▶ **Task to carry out**:
Scan the lines below; pull out those with "copy".
———
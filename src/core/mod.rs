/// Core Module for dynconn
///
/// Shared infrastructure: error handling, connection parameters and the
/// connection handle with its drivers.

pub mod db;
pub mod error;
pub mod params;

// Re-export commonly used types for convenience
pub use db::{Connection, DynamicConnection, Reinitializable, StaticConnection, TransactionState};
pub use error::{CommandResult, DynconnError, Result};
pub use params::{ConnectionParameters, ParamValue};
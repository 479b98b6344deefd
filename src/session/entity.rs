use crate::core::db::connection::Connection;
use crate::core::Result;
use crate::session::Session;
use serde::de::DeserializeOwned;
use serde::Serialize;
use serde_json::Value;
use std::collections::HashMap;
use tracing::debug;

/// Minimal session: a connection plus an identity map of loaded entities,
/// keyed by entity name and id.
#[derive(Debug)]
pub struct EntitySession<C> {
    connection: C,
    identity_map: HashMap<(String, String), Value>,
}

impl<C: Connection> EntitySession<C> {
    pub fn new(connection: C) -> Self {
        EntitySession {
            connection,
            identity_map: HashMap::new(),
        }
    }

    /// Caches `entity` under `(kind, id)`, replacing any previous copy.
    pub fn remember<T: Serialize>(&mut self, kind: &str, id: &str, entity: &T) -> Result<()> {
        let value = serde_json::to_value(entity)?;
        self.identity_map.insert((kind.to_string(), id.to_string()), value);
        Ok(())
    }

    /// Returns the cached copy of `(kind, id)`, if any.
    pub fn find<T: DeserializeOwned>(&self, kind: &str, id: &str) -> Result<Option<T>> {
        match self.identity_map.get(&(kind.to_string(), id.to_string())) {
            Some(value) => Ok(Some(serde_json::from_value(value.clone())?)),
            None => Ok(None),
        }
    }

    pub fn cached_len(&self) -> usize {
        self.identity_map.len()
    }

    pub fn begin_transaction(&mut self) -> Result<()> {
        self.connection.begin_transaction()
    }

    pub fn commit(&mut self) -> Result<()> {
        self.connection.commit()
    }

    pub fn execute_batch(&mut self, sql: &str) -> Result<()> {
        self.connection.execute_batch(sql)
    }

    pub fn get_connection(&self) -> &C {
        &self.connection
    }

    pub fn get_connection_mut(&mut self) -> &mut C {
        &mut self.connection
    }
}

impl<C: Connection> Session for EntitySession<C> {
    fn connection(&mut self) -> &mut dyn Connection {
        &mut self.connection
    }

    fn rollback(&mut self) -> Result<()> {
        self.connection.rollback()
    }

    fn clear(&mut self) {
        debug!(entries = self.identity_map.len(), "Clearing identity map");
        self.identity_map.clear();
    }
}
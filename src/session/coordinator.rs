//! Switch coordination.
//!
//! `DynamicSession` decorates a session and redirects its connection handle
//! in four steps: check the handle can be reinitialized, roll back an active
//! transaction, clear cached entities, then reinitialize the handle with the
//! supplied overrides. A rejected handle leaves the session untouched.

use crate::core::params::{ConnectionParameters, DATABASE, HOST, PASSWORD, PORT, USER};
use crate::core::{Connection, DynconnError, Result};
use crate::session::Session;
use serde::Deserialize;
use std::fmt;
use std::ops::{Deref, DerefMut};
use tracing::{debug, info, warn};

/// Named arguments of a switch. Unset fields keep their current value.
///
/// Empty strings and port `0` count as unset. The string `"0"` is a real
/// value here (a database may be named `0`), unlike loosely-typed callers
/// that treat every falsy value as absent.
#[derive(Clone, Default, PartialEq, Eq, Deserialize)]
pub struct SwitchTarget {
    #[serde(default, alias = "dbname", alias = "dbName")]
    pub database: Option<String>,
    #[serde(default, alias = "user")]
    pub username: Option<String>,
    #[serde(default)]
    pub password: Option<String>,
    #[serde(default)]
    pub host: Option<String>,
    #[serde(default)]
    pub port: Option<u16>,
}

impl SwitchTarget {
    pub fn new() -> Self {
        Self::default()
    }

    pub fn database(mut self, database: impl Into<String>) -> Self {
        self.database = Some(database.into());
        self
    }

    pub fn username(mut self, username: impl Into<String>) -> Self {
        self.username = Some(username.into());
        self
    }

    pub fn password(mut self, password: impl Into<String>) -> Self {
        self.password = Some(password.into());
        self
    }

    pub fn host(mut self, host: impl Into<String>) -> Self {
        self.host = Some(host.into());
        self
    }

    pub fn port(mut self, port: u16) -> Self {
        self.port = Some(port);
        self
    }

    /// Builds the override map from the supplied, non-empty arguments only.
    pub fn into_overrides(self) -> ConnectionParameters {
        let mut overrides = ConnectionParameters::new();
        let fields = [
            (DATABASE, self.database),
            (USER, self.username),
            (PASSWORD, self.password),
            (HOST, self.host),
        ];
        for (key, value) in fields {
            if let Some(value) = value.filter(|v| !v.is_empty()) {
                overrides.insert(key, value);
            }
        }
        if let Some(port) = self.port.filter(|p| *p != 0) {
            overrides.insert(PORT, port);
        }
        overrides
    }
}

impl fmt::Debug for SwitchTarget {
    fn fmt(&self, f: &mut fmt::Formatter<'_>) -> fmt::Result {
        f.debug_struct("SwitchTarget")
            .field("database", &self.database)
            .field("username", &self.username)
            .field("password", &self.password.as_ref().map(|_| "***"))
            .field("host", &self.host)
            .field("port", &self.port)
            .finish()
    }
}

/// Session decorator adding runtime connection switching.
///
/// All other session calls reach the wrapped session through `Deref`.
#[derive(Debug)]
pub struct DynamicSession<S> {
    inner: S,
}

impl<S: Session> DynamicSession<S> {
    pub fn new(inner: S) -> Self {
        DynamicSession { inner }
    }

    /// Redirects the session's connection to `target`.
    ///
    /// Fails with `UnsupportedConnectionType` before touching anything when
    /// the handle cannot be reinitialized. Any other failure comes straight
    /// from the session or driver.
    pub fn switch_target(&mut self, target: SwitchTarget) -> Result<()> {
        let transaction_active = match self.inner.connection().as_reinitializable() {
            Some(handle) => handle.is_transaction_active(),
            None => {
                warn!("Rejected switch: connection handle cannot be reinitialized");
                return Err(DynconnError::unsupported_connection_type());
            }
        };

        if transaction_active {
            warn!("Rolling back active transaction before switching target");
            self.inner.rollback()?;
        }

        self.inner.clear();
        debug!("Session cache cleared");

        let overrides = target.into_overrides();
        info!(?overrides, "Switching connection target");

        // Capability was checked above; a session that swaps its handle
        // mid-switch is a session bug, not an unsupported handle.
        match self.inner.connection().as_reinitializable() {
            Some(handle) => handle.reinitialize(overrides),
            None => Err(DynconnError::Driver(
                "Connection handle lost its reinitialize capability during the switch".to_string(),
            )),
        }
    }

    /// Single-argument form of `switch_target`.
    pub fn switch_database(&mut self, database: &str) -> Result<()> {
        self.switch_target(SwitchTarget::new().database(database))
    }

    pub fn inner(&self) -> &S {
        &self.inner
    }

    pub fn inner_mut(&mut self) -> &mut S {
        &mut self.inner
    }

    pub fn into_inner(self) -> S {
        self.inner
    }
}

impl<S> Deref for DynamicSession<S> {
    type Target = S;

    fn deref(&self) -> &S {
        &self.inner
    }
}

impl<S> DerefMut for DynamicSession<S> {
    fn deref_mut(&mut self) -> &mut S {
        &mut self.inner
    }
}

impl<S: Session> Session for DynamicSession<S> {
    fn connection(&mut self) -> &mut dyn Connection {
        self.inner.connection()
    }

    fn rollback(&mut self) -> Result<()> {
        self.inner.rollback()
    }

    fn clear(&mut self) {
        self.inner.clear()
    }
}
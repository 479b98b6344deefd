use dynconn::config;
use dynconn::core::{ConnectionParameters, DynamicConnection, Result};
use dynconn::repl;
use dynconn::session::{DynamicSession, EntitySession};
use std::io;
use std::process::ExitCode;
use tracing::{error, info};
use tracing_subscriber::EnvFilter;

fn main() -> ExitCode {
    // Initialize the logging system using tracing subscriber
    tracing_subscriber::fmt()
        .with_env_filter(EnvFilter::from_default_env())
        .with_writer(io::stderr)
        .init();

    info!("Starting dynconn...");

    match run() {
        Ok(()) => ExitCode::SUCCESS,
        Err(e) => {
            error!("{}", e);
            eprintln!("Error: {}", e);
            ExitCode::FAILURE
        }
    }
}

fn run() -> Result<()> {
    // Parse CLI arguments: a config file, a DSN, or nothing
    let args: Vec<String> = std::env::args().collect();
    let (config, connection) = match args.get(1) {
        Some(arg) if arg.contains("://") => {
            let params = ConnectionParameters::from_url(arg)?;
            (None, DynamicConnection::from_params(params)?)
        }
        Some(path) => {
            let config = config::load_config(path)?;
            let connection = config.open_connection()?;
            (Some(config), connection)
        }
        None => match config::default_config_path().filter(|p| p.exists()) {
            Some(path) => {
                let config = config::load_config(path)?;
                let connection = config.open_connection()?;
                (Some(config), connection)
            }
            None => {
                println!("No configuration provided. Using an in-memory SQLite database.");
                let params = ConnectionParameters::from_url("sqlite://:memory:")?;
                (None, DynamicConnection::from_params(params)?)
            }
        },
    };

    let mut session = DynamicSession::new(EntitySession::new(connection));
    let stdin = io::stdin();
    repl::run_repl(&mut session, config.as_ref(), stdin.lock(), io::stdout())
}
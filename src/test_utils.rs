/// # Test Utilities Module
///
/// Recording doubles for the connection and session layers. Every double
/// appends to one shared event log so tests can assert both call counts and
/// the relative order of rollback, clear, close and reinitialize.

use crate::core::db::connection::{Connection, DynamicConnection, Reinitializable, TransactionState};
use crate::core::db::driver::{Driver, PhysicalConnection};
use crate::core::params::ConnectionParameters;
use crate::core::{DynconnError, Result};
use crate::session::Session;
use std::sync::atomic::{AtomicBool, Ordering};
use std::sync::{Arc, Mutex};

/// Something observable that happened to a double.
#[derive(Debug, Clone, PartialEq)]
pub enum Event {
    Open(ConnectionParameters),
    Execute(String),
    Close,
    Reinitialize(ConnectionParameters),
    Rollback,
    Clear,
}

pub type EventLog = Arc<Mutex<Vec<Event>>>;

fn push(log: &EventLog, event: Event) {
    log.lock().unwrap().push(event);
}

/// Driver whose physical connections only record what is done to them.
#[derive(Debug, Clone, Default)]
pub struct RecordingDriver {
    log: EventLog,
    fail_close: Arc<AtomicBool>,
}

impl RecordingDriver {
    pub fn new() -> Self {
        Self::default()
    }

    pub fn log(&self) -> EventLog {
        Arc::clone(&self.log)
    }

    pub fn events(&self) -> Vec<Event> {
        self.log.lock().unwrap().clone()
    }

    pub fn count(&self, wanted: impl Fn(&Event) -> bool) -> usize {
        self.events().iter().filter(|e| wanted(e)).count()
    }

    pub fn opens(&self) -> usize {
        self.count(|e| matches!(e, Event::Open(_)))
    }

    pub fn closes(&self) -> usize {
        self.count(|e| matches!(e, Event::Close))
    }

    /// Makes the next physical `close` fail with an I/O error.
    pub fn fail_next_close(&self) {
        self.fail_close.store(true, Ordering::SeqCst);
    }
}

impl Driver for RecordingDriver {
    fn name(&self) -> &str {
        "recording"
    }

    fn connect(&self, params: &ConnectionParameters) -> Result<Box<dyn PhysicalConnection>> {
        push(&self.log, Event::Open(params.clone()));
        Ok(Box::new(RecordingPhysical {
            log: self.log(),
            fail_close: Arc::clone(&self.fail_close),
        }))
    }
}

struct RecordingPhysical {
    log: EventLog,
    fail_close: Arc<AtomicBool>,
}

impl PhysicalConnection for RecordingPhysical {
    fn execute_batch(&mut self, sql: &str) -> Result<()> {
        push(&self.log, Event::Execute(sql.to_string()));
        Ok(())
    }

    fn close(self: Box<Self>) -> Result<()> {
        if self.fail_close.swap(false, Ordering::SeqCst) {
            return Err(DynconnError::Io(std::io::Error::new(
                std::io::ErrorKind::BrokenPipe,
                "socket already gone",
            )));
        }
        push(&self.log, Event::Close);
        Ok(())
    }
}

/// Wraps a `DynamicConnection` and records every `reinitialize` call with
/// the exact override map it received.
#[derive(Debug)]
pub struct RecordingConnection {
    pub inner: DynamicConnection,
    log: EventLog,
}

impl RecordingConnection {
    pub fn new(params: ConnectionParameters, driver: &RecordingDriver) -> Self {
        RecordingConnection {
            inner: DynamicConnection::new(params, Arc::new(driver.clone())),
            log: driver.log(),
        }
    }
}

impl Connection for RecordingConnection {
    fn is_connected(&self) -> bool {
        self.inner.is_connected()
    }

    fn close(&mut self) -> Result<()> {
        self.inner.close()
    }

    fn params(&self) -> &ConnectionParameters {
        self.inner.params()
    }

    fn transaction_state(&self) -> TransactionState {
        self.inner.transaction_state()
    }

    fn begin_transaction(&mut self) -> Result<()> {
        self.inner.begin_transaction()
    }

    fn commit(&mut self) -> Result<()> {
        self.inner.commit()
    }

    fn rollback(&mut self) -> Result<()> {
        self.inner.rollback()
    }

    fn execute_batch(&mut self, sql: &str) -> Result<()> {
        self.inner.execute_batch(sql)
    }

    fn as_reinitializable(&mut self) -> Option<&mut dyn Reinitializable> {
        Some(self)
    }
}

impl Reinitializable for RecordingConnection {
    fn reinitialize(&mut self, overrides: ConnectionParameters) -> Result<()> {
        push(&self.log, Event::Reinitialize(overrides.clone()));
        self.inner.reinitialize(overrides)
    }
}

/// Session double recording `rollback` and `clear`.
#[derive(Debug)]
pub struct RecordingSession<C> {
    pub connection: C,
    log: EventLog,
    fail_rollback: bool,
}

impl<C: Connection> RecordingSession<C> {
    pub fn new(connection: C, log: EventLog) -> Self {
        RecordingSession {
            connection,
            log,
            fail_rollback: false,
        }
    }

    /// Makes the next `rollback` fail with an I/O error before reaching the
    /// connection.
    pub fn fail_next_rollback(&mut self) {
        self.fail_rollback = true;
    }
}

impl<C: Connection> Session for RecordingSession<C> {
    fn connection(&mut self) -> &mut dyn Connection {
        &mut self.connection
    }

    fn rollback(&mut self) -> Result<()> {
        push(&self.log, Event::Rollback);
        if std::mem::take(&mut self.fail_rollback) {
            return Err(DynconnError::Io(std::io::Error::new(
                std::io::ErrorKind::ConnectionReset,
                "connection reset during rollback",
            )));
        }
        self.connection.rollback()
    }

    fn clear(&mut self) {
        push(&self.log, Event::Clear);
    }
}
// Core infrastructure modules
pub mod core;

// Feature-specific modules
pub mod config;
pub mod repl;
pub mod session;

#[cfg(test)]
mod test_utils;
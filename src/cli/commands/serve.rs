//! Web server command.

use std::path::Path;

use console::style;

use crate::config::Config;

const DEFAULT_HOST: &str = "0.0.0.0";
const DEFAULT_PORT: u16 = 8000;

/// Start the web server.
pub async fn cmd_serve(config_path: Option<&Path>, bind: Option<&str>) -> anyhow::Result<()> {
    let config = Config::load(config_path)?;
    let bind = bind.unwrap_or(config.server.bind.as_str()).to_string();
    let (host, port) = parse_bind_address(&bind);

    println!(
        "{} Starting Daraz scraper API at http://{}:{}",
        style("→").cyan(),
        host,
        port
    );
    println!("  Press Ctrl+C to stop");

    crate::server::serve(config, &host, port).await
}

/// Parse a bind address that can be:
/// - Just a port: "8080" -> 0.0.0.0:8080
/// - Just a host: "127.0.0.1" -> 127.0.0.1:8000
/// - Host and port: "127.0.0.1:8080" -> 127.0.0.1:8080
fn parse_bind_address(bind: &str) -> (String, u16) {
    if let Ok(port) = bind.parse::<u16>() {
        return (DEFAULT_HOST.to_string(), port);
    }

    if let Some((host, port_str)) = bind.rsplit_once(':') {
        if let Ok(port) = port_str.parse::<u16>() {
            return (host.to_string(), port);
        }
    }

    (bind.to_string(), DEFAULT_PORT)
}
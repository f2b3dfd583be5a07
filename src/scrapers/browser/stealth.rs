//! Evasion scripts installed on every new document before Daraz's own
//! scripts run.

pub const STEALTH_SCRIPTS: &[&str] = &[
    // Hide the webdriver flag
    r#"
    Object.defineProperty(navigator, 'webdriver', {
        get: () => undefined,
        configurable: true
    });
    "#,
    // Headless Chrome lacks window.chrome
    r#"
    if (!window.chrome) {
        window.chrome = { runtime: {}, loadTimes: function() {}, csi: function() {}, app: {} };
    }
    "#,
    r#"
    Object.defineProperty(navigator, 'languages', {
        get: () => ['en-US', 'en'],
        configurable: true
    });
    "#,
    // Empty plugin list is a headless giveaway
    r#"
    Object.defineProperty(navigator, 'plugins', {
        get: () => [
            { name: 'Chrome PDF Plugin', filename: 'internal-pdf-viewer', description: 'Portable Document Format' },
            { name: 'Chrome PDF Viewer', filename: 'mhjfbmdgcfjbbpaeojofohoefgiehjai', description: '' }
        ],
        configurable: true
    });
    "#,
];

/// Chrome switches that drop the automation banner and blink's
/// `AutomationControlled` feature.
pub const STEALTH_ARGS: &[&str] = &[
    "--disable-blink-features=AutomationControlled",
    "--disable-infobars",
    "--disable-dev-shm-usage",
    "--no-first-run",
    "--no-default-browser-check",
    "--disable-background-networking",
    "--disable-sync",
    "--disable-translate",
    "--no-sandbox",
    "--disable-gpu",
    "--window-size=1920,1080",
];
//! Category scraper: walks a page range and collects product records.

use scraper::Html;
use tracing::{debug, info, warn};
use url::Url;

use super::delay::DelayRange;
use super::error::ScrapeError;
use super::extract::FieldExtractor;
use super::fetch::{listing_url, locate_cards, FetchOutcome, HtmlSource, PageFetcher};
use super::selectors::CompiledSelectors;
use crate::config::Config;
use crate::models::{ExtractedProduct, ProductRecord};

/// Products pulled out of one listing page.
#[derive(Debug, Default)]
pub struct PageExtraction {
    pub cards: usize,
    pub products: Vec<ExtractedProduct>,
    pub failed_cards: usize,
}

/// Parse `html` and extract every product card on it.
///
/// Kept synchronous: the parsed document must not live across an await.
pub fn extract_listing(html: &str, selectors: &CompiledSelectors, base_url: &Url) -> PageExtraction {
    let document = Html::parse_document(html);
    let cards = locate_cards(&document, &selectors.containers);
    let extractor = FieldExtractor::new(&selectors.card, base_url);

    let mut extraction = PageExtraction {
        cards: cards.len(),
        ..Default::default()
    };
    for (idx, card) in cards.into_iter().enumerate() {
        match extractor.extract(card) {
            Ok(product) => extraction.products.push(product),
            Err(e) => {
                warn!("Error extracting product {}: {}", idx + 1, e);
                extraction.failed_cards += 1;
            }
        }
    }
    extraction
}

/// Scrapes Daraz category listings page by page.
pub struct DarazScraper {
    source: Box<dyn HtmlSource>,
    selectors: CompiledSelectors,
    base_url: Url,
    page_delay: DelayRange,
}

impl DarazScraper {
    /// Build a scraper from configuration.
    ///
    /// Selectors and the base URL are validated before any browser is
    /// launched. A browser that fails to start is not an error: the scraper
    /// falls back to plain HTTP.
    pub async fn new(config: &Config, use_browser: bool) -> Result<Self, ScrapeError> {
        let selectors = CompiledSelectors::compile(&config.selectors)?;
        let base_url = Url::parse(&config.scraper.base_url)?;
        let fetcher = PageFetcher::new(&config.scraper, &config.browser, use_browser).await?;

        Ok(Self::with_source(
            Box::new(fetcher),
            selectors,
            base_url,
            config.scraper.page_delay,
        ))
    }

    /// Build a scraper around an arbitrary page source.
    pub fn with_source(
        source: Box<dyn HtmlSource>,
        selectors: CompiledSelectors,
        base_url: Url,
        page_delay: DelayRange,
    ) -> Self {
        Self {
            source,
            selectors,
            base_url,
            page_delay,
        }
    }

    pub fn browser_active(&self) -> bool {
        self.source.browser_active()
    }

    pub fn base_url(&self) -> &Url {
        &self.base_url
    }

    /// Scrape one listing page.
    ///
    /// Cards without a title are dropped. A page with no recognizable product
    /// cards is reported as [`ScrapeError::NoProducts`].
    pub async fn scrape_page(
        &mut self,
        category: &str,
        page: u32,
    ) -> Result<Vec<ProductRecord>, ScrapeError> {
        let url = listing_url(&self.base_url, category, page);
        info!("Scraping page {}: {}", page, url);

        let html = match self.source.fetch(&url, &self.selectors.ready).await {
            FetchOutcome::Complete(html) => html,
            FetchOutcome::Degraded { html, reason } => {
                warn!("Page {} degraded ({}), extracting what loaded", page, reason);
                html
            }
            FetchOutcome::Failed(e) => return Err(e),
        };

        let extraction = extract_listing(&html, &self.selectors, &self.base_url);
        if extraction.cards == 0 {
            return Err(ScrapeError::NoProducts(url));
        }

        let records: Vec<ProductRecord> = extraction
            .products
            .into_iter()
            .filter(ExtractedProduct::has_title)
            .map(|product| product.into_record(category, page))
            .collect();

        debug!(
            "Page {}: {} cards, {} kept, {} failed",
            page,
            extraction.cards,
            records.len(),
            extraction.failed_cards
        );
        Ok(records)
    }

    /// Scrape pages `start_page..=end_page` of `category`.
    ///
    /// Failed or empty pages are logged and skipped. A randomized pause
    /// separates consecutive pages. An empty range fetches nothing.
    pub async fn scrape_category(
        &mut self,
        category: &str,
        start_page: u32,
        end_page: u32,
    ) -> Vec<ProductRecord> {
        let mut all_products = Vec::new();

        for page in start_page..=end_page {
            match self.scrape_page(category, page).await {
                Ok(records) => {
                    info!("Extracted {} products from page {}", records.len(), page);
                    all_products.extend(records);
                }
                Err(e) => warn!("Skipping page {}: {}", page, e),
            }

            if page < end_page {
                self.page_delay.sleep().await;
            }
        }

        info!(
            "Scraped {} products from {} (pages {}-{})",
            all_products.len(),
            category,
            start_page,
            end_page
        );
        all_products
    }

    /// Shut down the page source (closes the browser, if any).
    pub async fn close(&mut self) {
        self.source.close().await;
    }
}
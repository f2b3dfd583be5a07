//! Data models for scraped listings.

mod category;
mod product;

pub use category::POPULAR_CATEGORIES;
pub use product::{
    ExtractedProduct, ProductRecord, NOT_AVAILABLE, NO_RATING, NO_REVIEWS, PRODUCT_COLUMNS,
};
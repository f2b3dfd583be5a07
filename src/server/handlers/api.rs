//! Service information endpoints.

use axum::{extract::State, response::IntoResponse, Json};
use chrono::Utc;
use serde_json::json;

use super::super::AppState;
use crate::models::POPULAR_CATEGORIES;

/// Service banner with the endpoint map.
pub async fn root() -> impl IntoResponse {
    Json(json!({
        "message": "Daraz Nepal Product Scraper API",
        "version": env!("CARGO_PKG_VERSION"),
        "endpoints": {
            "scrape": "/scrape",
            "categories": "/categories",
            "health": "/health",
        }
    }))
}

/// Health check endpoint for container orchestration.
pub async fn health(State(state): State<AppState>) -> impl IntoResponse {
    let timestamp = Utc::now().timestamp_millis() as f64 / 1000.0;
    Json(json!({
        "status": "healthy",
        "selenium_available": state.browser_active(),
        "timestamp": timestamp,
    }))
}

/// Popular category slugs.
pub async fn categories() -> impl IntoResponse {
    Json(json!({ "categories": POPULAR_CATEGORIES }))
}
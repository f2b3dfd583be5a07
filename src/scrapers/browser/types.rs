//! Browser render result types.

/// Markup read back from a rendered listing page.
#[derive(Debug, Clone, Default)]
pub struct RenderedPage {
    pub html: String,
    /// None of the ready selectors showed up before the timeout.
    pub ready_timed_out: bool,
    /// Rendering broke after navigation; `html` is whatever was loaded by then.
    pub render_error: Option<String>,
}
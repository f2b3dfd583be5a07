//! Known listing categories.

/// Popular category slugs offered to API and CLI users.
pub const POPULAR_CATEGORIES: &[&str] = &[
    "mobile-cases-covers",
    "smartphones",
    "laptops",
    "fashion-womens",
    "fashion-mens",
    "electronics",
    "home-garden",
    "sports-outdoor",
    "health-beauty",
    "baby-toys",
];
———
▶ **Response to the exercise**:
    /// Caches `entity` under `(kind, id)`, replacing any previous copy.
    /// Returns the cached copy of `(kind, id)`, if any.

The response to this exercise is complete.